Quem são os responsáveis pela Chacina da Grande Messejana?
A existência de grupos de extermínio na polícia militar do Ceará não é novidade. Todas as vezes que uma chacina acontece gera comoção e o tema volta a ser debatido até que o assunto esfria. Desde que as chacinas e crimes hediondos dos grupos de extermínio começaram a ser explorados por programas policiais, como a Chacina do Pantanal, é que esse ciclo diabólico traz a impunidade para os autores desses crimes contra a humanidade.

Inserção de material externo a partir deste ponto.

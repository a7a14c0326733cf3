//! State store: SlateDB key/value storage, the watch event log, and the
//! versioned object registry the controllers read and write through.

pub mod client;
pub mod error;
pub mod registry;
pub mod watch;

pub use error::StoreError;
pub use registry::{ObjectStore, Registry};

Em 20 de novembro de 1993, policiais fortemente armados trucidaram a tiros três adolescentes na favela do Pantanal. Os policiais, embora condenados a 57 anos de prisão e terem sido exonerados da PM, no início dos anos 2000 foram reintegrados e tiveram suas penas reduzidas. Outro caso de grande repercussão em Fortaleza foi em 2006, quando um grupo de extermínio foi contratado para eliminar os que viessem a assaltar uma grande rede de farmácias. No total, 22 adolescentes assassinados. O Ministério Público Federal indiciou os policiais e o empresário que os contratou. Até hoje nada aconteceu com o grupo, nem com o empresário nem com sua rede de farmácias.
Durante o governo de Cid Gomes houve debates acalorados sobre a existência de grupos de extermínio dentro da PM, e talvez por isso que o ex-governador tivesse uma relação conflituosa com grupos policiais e seus representantes, fato marcado pelos constantes bate-bocas entre ele e parlamentares da bancada da bala.
Ora, o número de parlamentares comprometidos com grupos dentro da PM é uma faceta do corporativismo da polícia e da política, o que é nocivo à democracia. O corporativismo é uma característica inerente ao fascismo. Na instituição policial, o corporativismo toma para si o discurso da lei e da ordem; soma-se a isso o fato de que a polícia é o instrumento legalmente armado, portanto, assume o “poder moral” de vida ou morte sobre aqueles em que aplicam a lei e a ordem. É este o princípio dos “justiceiros” e dos grupos de extermínio que fazem justiça com as próprias mãos. O corporativismo policial na política transforma o moralismo dos justiceiros em “projeto de nação” a partir dos discursos nos plenários das Assembleias Estaduais e da Câmara Federal. É exatamente assim que está acontecendo no Congresso mais conservador desde 1964, discutindo pautas absurdas para o país.
Por outro lado, o brado justiceiro e moralista do corporativismo policial é propagandeado todos os dias pelas emissoras de televisão e encontra público fácil nas comunidades, entre as pessoas anestesiadas pela violência e que precisam de uma resposta imediata ao sofrimento a que estão submetidas. Os serviços públicos básicos do Estado não chegam até a favela e o corporativismo substitui a dignidade das pessoas pela lei do cão. Os programas policiais na TV são o instrumento que naturaliza a condição desumana em que o povo da favela vive, induzindo-o a aceitar os abusos contra si mesmo e o mais grave, faz com que as pessoas da própria comunidade não se reconheçam enquanto classe, vendo no restante da favela um potencial inimigo: “vagabundos” e “meliantes” no dizer desses programas - verdadeiras peças publicitárias do extermínio contra o povo pobre.
Portanto, não é uma equação complexa apontar como grandes responsáveis pelos crimes hediondos e chacinas registradas pelo Brasil o corporativismo da polícia e da política através da bancada da bala, e também como consequência do marketing da morte, veiculado pelos programas policiais. Tanto Belém (PA), como Osasco (SP), Costa Barros (RJ) e Messejana (CE) cumpriram o mesmo roteiro de tantas outras tragédias que acontecem diariamente nas periferias.